Interventional radiology offers a set of minimally invasive procedures for diagnosis, treatment, and palliative care for certain diseases, such as cancer. This subspecialty in interventional radiology is also known as interventional oncology. These procedures can be alternative options to open biopsies and surgeries, and are typically shorter, relatively less risky and associated with faster recovery.

Interventional oncology uses image-guided tools much like the GPS system to target the tumor area and perform diagnostic and therapeutic procedures in patients through the use of catheters, needles, and tiny probes (tiny instruments inserted into small incisions or natural body openings).

Procedures for diagnosis include image guided needle biopsy through the skin, angiography (study of blood vessels by injecting radiographic dye), and lymphangiography (study of lymph nodes by injecting radiographic dye). Treatments are targeted to tumors in the bone, eye, visceral organs (internal organs in the body that include the lungs, liver, kidneys, etc.) and soft tissues. In most cases, these procedures result in no trace of surgical scars or sutures (stitches).

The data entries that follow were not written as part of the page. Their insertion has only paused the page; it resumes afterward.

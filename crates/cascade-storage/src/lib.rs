//! Storage access for CASC builds
//!
#![allow(clippy::cast_possible_truncation)] // Index fields are 32-bit on disk
#![allow(clippy::cast_lossless)] // Sometimes clearer than From
#![allow(clippy::cast_precision_loss)] // Backoff arithmetic
#![allow(clippy::uninlined_format_args)] // Backwards compatibility
#![allow(clippy::doc_markdown)] // Many CASC-specific terms don't need backticks
#![allow(clippy::module_name_repetitions)] // Clear naming is preferred
#![allow(clippy::return_self_not_must_use)] // Builder patterns
//! [`CascHandler`] ties the parsers of `cascade-formats` to actual bytes. It
//! reads a local installation, or a CDN through a validated disk cache, and
//! resolves file names, file data IDs and content keys to decoded contents.
//!
//! # Example
//!
//! ```no_run
//! use cascade_storage::{CascHandler, StorageConfig};
//!
//! let handler = CascHandler::open(StorageConfig::new("/games/World of Warcraft/_retail_"))?;
//! let data = handler.read_file_by_name("Interface/FrameXML/Localization.lua")?;
//! println!("build {:?}: {} bytes", handler.build_number(), data.len());
//! # Ok::<(), cascade_storage::StorageError>(())
//! ```

#![warn(missing_docs)]

pub mod cache;
pub mod cdn;
pub mod config;
pub mod error;
pub mod handler;
pub mod retry;
pub mod source;

pub use cache::{CacheLookup, DiskCache};
pub use cdn::{CdnClient, CdnKind};
pub use config::{Mode, StorageConfig};
pub use error::{InitStage, Result, StorageError};
pub use handler::CascHandler;
pub use retry::RetryPolicy;
pub use source::{ArchiveRef, DataSource, ResourceKind};

pub use cascade_formats::root::{ContentFlags, LocaleFlags};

Diseases such as solid tumors and bone tumors, which were once exclusively diagnosed and treated through surgery, chemotherapy, or radiotherapy, can now be treated through interventional oncology procedures. However, these procedures are not appropriate for all cancer patients but based on individual patient factors such as:

  • The tumor’s type, size and location
  • The extent of the disease
  • Whether the disease has spread to other areas in the body

Interventional oncology can be used in adults and pediatric patients with cancer. Currently, there are established interventional oncology protocols to treat certain cancers in adults. This experience is being transferred to pediatric cancers where clinicians and researchers are expanding the ways it can be used to treat children. Some of the cancers that can be addressed with this modality ares:

Pediatric cancer treatment and adult cancer treatment can be very different, and it is important to find an interventional radiologist who knows how to treat pediatric patients specifically.

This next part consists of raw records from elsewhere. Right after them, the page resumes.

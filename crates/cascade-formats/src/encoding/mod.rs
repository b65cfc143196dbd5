//! Encoding table: content key to encoding keys
//!
//! The encoding table is itself a BLTE-wrapped file located through the
//! `encoding` entry of the build config. After decoding it maps the MD5 of a
//! file's content to the encoding keys of its stored copies:
//!
//! ```text
//! header (22 bytes, big-endian) | espec strings | page index (count × 32)
//! pages: { keyCount: u8 | size: u40 BE | ckey: 16 | keyCount × ekey: 16 }*
//!        zero padding to the end of the page
//! ```
//!
//! Only the content key pages are read; the encoding key pages that follow
//! are not needed to resolve files.

mod builder;
mod error;

pub use builder::EncodingBuilder;
pub use error::{EncodingError, EncodingResult};

use binrw::{BinRead, BinReaderExt, BinWrite};
use cascade_crypto::{ContentKey, EncodingKey};
use std::collections::HashMap;
use std::collections::hash_map::Entry;
use std::io::{Cursor, Seek, SeekFrom};
use tracing::debug;

/// Encoding table magic
pub const ENCODING_MAGIC: [u8; 2] = *b"EN";

/// Size of one page index record (first key and page checksum)
pub const PAGE_INDEX_ENTRY_SIZE: u64 = 32;

/// Fixed-size encoding table header
#[derive(Debug, Clone, PartialEq, Eq, BinRead, BinWrite)]
#[brw(big)]
pub struct EncodingHeader {
    /// `EN`
    pub magic: [u8; 2],
    /// Format version
    pub version: u8,
    /// Content key size
    pub ckey_hash_size: u8,
    /// Encoding key size
    pub ekey_hash_size: u8,
    /// Content key page size in KiB
    pub ckey_page_size_kb: u16,
    /// Encoding key page size in KiB
    pub ekey_page_size_kb: u16,
    /// Number of content key pages
    pub ckey_page_count: u32,
    /// Number of encoding key pages
    pub ekey_page_count: u32,
    /// Reserved, zero
    pub flags: u8,
    /// Size of the espec string block
    pub espec_block_size: u32,
}

impl Default for EncodingHeader {
    fn default() -> Self {
        Self {
            magic: ENCODING_MAGIC,
            version: 1,
            ckey_hash_size: 16,
            ekey_hash_size: 16,
            ckey_page_size_kb: 4,
            ekey_page_size_kb: 4,
            ckey_page_count: 0,
            ekey_page_count: 0,
            flags: 0,
            espec_block_size: 0,
        }
    }
}

/// Encoded copies of one piece of content
#[derive(Debug, Clone, PartialEq, Eq)]
pub struct EncodingEntry {
    /// Decoded file size
    pub size: u64,
    /// Encoding keys in on-disk order; the first resolvable one is used
    pub keys: Vec<EncodingKey>,
}

/// Parsed encoding table
#[derive(Debug, Clone, Default)]
pub struct EncodingFile {
    header: EncodingHeader,
    entries: HashMap<ContentKey, EncodingEntry>,
}

impl EncodingFile {
    /// Parse a decoded encoding table
    pub fn parse(data: &[u8]) -> EncodingResult<Self> {
        let len = data.len() as u64;
        let mut reader = Cursor::new(data);

        let header = EncodingHeader::read(&mut reader)?;
        if header.magic != ENCODING_MAGIC {
            return Err(EncodingError::InvalidMagic(header.magic));
        }

        reader.seek(SeekFrom::Current(i64::from(header.espec_block_size)))?;
        reader.seek(SeekFrom::Current(
            i64::from(header.ckey_page_count) * PAGE_INDEX_ENTRY_SIZE as i64,
        ))?;

        let page_size = u64::from(header.ckey_page_size_kb) * 1024;
        let mut entries = HashMap::new();
        let mut duplicates = 0usize;

        for _ in 0..header.ckey_page_count {
            let page_start = reader.position();
            if page_start >= len {
                break;
            }
            let page_end = if page_size == 0 {
                len
            } else {
                (page_start + page_size).min(len)
            };

            while reader.position() < page_end {
                let key_count: u8 = reader.read_be()?;
                if key_count == 0 {
                    break;
                }
                let (ckey, entry) = read_entry(&mut reader, key_count)?;
                match entries.entry(ckey) {
                    Entry::Vacant(slot) => {
                        slot.insert(entry);
                    }
                    Entry::Occupied(_) => duplicates += 1,
                }
            }

            skip_padding(&mut reader);
        }

        debug!(
            "parsed encoding table: {} entries, {} duplicates dropped",
            entries.len(),
            duplicates
        );
        Ok(Self { header, entries })
    }

    /// Table header
    pub fn header(&self) -> &EncodingHeader {
        &self.header
    }

    /// Look up the encoded copies of a content key
    pub fn get(&self, ckey: &ContentKey) -> Option<&EncodingEntry> {
        self.entries.get(ckey)
    }

    /// Decoded size of a content key, zero when absent
    pub fn size_of(&self, ckey: &ContentKey) -> u64 {
        self.get(ckey).map_or(0, |entry| entry.size)
    }

    /// Number of content keys
    pub fn len(&self) -> usize {
        self.entries.len()
    }

    /// Whether the table is empty
    pub fn is_empty(&self) -> bool {
        self.entries.is_empty()
    }

    /// Iterate over all entries in no particular order
    pub fn iter(&self) -> impl Iterator<Item = (&ContentKey, &EncodingEntry)> {
        self.entries.iter()
    }
}

fn read_entry(
    reader: &mut Cursor<&[u8]>,
    key_count: u8,
) -> EncodingResult<(ContentKey, EncodingEntry)> {
    let size_high: u8 = reader.read_be()?;
    let size_low: u32 = reader.read_be()?;
    let size = (u64::from(size_high) << 32) | u64::from(size_low);

    let ckey: ContentKey = reader.read_be()?;
    let mut keys = Vec::with_capacity(usize::from(key_count));
    for _ in 0..key_count {
        keys.push(reader.read_be::<EncodingKey>()?);
    }

    Ok((ckey, EncodingEntry { size, keys }))
}

/// Step over zero bytes, stopping on the first non-zero byte or the end
fn skip_padding(reader: &mut Cursor<&[u8]>) {
    let data = *reader.get_ref();
    let mut pos = reader.position() as usize;
    while data.get(pos) == Some(&0) {
        pos += 1;
    }
    reader.set_position(pos as u64);
}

Two types of interventional radiology techniques that are used to treat cancer include targeted regional and ablative therapy. Targeted regional therapy delivers a combination of anti-cancer medication and agents that block the tumor blood vessels to shrink and kill a tumor. Intra-arterial chemotherapy, for example, delivers chemotherapy drugs to a tumor through a catheter placed into an artery feeding the tumor. Similarly, small beads coated with radiation properties can be selectively delivered to the tumor to help shrink and kill tumors.

Ablative therapy uses either chemicals, heat energy, or cold energy applied locally to the tumor to destroy the tumor cells. In cryoablation, a hollow needle (cryoprobe) is inserted through the skin, through which cooled gases are circulated to destroy solid tumor tissue in the lung, liver, breast, kidney and soft tissues by freezing.

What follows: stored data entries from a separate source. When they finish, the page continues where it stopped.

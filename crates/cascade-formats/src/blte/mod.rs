//! BLTE (Block Table Encoded) container decoding
//!
//! Every content-addressed payload in a CASC archive is wrapped in BLTE:
//!
//! ```text
//! "BLTE" | frameHeaderLength: u32 BE | [flags: u8 | chunkCount: u24 BE | chunk table]
//!        | chunk 0 | chunk 1 | ...
//! ```
//!
//! Each chunk starts with a mode byte (`N` stored, `Z` zlib, `E` encrypted,
//! `F` nested frame). Chunks are decoded in table order and concatenated.
//!
//! # Example
//!
//! ```
//! use cascade_crypto::KeyStore;
//! use cascade_formats::blte::{self, BlteBuilder};
//!
//! let payload = BlteBuilder::new()
//!     .add_stored(b"AB")
//!     .add_deflate(b"CD")?
//!     .add_stored(b"EF")
//!     .build();
//!
//! let data = blte::decode(&payload, &KeyStore::empty())?;
//! assert_eq!(data, b"ABCDEF");
//! # Ok::<(), cascade_formats::blte::BlteError>(())
//! ```

mod block;
mod builder;
mod encryption;
mod error;
mod header;

pub use block::{BlockKind, MAX_DECOMPRESSION_SIZE, decode_block};
pub use builder::BlteBuilder;
pub use encryption::{Cipher, EncryptedBlock, EncryptionSpec, MAX_IV_SIZE};
pub use error::{BlteError, BlteResult};
pub use header::{BLTE_MAGIC, BlteHeader, CHUNK_INFO_SIZE, ChunkInfo};

use std::io::Cursor;

use cascade_crypto::KeyProvider;
use tracing::warn;

const PREALLOC_LIMIT: usize = 64 * 1024 * 1024;

/// Decode a complete BLTE payload
///
/// `payload` starts at the `BLTE` magic and ends with the last chunk. Keys for
/// encrypted chunks come from `keys`; a missing key fails this decode with
/// [`BlteError::KeyNotFound`] and has no effect on any other decode.
pub fn decode(payload: &[u8], keys: &dyn KeyProvider) -> BlteResult<Vec<u8>> {
    let mut cursor = Cursor::new(payload);
    let header = BlteHeader::parse(&mut cursor)?;

    let mut pos = cursor.position() as usize;
    let declared = header.total_compressed_size();
    let available = payload.len() - pos;
    if declared > available {
        return Err(BlteError::Truncated {
            needed: declared,
            available,
        });
    }
    if declared != available {
        return Err(BlteError::SizeMismatch {
            declared,
            actual: available,
        });
    }

    // Declared sizes are untrusted until decoded
    let mut out = Vec::with_capacity(header.total_decompressed_size().min(PREALLOC_LIMIT));
    for (index, chunk) in header.chunks.iter().enumerate() {
        let end = pos + chunk.compressed_size as usize;
        let block = payload.get(pos..end).ok_or(BlteError::Truncated {
            needed: end - pos,
            available: payload.len() - pos,
        })?;
        pos = end;
        let start = out.len();
        decode_block(block, index, keys, &mut out)?;

        let produced = out.len() - start;
        if produced != chunk.decompressed_size as usize {
            warn!(
                "chunk {} decoded to {} bytes, header declares {}",
                index, produced, chunk.decompressed_size
            );
        }
    }

    Ok(out)
}

#[cfg(test)]
#[allow(clippy::expect_used, clippy::unwrap_used)]
mod tests {
    use super::*;
    use cascade_crypto::KeyStore;
    use pretty_assertions::assert_eq;

    #[test]
    fn test_three_chunk_mixed_payload() {
        let payload = BlteBuilder::new()
            .add_stored(b"AB")
            .add_deflate(b"CD")
            .expect("Operation should succeed")
            .add_stored(b"EF")
            .build();

        let data = decode(&payload, &KeyStore::empty()).expect("Operation should succeed");
        assert_eq!(data, b"ABCDEF");
    }

    #[test]
    fn test_header_length_is_not_validated() {
        // Hand-built payload declaring a header length of 13
        let mut zlib = flate2::write::ZlibEncoder::new(vec![b'Z'], flate2::Compression::fast());
        std::io::Write::write_all(&mut zlib, b"CD").expect("Operation should succeed");
        let z_block = zlib.finish().expect("Operation should succeed");
        let blocks: [&[u8]; 3] = [b"NAB", &z_block, b"NEF"];

        let mut payload = b"BLTE".to_vec();
        payload.extend_from_slice(&13u32.to_be_bytes());
        payload.push(0x0F);
        payload.extend_from_slice(&[0, 0, 3]);
        for block in blocks {
            payload.extend_from_slice(&(block.len() as u32).to_be_bytes());
            payload.extend_from_slice(&2u32.to_be_bytes());
            payload.extend_from_slice(&[0; 16]);
        }
        for block in blocks {
            payload.extend_from_slice(block);
        }

        let data = decode(&payload, &KeyStore::empty()).expect("Operation should succeed");
        assert_eq!(data, b"ABCDEF");
    }

    #[test]
    fn test_single_chunk_payload() {
        let payload = BlteBuilder::new()
            .add_stored(b"only chunk")
            .build_single()
            .expect("One block was added");

        let data = decode(&payload, &KeyStore::empty()).expect("Operation should succeed");
        assert_eq!(data, b"only chunk");
    }

    #[test]
    fn test_single_chunk_deflate() {
        let text = b"single chunk deflate payload".repeat(20);
        let payload = BlteBuilder::new()
            .add_deflate(&text)
            .expect("Operation should succeed")
            .build_single()
            .expect("One block was added");

        let data = decode(&payload, &KeyStore::empty()).expect("Operation should succeed");
        assert_eq!(data, text);
    }

    #[test]
    fn test_build_single_requires_one_block() {
        assert!(BlteBuilder::new().build_single().is_none());
        assert!(
            BlteBuilder::new()
                .add_stored(b"a")
                .add_stored(b"b")
                .build_single()
                .is_none()
        );
    }

    #[test]
    fn test_truncated_chunk_data() {
        let mut payload = BlteBuilder::new().add_stored(b"ABCDEF").build();
        payload.truncate(payload.len() - 3);

        let result = decode(&payload, &KeyStore::empty());
        assert!(matches!(result, Err(BlteError::Truncated { .. })));
    }

    #[test]
    fn test_trailing_bytes_mismatch() {
        let mut payload = BlteBuilder::new().add_stored(b"ABCDEF").build();
        payload.extend_from_slice(b"junk");

        let result = decode(&payload, &KeyStore::empty());
        assert!(matches!(
            result,
            Err(BlteError::SizeMismatch {
                declared: 7,
                actual: 11
            })
        ));
    }

    #[test]
    fn test_chunk_count_larger_than_table() {
        let mut payload = b"BLTE".to_vec();
        payload.extend_from_slice(&36u32.to_be_bytes());
        payload.push(0x0F);
        payload.extend_from_slice(&[0xFF, 0xFF, 0xFF]);
        payload.extend_from_slice(b"NAB");

        let result = decode(&payload, &KeyStore::empty());
        assert!(matches!(result, Err(BlteError::Truncated { .. })));
    }

    #[test]
    fn test_invalid_magic() {
        let result = decode(b"XXXX\0\0\0\0Nabc", &KeyStore::empty());
        assert!(matches!(result, Err(BlteError::InvalidMagic(_))));
    }

    #[test]
    fn test_unknown_block_type_reports_byte() {
        let payload = BlteBuilder::new()
            .add_stored(b"ok")
            .add_raw_block(b"Qbad".to_vec(), 3)
            .build();

        let result = decode(&payload, &KeyStore::empty());
        assert!(matches!(result, Err(BlteError::UnknownBlockType(b'Q'))));
    }

    #[test]
    fn test_frame_block_fails_whole_decode() {
        let payload = BlteBuilder::new()
            .add_stored(b"ok")
            .add_raw_block(b"Fframe".to_vec(), 5)
            .build();

        let result = decode(&payload, &KeyStore::empty());
        assert!(matches!(result, Err(BlteError::UnsupportedFrame)));
    }

    #[test]
    fn test_encrypted_chunks_use_chunk_index() {
        let key = [0x77u8; 16];
        let mut keys = KeyStore::empty();
        keys.set_key(0xFEED, key);
        let spec = EncryptionSpec::salsa20(0xFEED, [0xDE, 0xAD, 0xBE, 0xEF]);

        let payload = BlteBuilder::new()
            .add_stored(b"plain-")
            .add_encrypted(spec, &key, BlockKind::Stored, b"secret-")
            .expect("Operation should succeed")
            .add_encrypted(spec, &key, BlockKind::Deflate, b"compressed secret")
            .expect("Operation should succeed")
            .build();

        let data = decode(&payload, &keys).expect("Operation should succeed");
        assert_eq!(data, b"plain-secret-compressed secret");
    }

    #[test]
    fn test_missing_key_fails_only_that_decode() {
        let key = [0x21u8; 16];
        let spec = EncryptionSpec::salsa20(0xDEAD_BEEF, [1, 1, 1, 1]);
        let locked = BlteBuilder::new()
            .add_encrypted(spec, &key, BlockKind::Stored, b"locked")
            .expect("Operation should succeed")
            .build();
        let open = BlteBuilder::new().add_stored(b"open").build();

        let keys = KeyStore::empty();
        assert!(matches!(
            decode(&locked, &keys),
            Err(BlteError::KeyNotFound(0xDEAD_BEEF))
        ));
        assert_eq!(decode(&open, &keys).expect("Operation should succeed"), b"open");
    }

    #[test]
    fn test_empty_multi_chunk_payload() {
        let payload = BlteBuilder::new().build();
        let data = decode(&payload, &KeyStore::empty()).expect("Operation should succeed");
        assert!(data.is_empty());
    }
}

In addition to these procedures, interventional oncology also includes central venous access placement such as chemotherapy ports and PICC lines, especially in patients with difficult anatomy. Drainage tubes through small skin holes are placed to remove excess or infected fluid from body cavities. Palliative care procedures such as pleurodesis, nerve ablation, and tumor ablation help to reduce tumor-related pain and symptoms.

The interventional oncology team at Dana-Farber/Boston Children’s Cancer and Blood Disorders Center is focused on advancing research in this area and further improving treatment options in pediatric cancers. This research includes making an archive of pediatric patients with solid tumors treated with interventional oncological procedures and developing a Biobank of samples and data in order to better evaluate the effectiveness of procedures and therapies.